Each state has its own divorce laws, with its own differences and intricacies.  People looking to get divorced in Rhode Island need to make themselves familiar with some of the significant aspects of the divorce law in that state.

Residency Requirements for Divorce

A person must file for divorce in the correct place—if a court does not have jurisdictional rights to hear a divorce case, the case will not be accepted…or, it will eventually be dismissed at some point down the line.  Therefore, it is essential to follow the residency requirements.

In order to file in Rhode Island, the plaintiff must have been a resident of the state for at least one year before filing the divorce complaint.  Additionally, the complaint must be filed in the county in which the plaintiff resides (or the county in which the defendant lives, if the defendant meets the residency requirements).
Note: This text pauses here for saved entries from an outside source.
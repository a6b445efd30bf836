use serde::Deserialize;

/// Page/limit query parameters shared by the listing endpoints.
#[derive(Debug, Deserialize)]
pub struct PageQuery {
    pub page: Option<u64>,
    pub limit: Option<u64>,
}

impl PageQuery {
    /// One-based page number, defaulting to the first page.
    pub fn page(&self) -> u64 {
        self.page.filter(|p| *p >= 1).unwrap_or(1)
    }

    pub fn limit_or(&self, default: u64) -> u64 {
        self.limit.filter(|l| *l >= 1).unwrap_or(default)
    }
}

pub fn total_pages(total_items: u64, per_page: u64) -> u64 {
    total_items.div_ceil(per_page)
}

#[cfg(test)]
mod tests {
    use super::*;

    #[test]
    fn test_defaults() {
        let q = PageQuery {
            page: None,
            limit: None,
        };
        assert_eq!(q.page(), 1);
        assert_eq!(q.limit_or(10), 10);
    }

    #[test]
    fn test_zero_page_falls_back_to_first() {
        let q = PageQuery {
            page: Some(0),
            limit: Some(0),
        };
        assert_eq!(q.page(), 1);
        assert_eq!(q.limit_or(5), 5);
    }

    #[test]
    fn test_total_pages_rounds_up() {
        assert_eq!(total_pages(0, 10), 0);
        assert_eq!(total_pages(10, 10), 1);
        assert_eq!(total_pages(11, 10), 2);
        assert_eq!(total_pages(9, 5), 2);
    }
}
Grounds for Divorce in Rhode Island

Both ‘no fault’ and ‘fault’ divorces may be granted in Rhode Island.  For ‘no fault’ divorces, the divorcing spouses must agree that there are either irreconcilable differences in the marriage or that they have been living apart for at least three years.  For Rhode Island courts to grant a ‘fault’ divorce, the filing spouse must prove one of the following to the court:

  • Impotency
  • Adultery
  • Extreme cruelty
  • Willful desertion for at least five years of one spouse (some courts will allow a willful desertion of a shorter time frame to be used as this divorce grounds)
  • Gross wickedness and misbehavior in violation of the marriage covenant
  • Continued or habitual drunkenness
  • Habitual or excessive use of opium, morphine, or chloral
  • Neglect and refusal of the husband to provide necessities for his wife for at least one year, presuming that the husband is able to do so

 

Spousal Support

This is not an issue in every divorce, of course.  However, it is involved in numerous divorces.  When spousal support is a concern, Rhode Island courts consider the following when determining if either spouse should pay alimony—and, if so, how much should be paid.

  • Marriage length
  • Marital conduct of both spouses
  • Occupation and employability of each spouse
  • All sources of income
  • Needs and liabilities of each spouse
  • Ability of each spouse to support herself or himself adequately
  • Standard of living in the marriage

For more information about your specific situation, contact a divorce attorney near you.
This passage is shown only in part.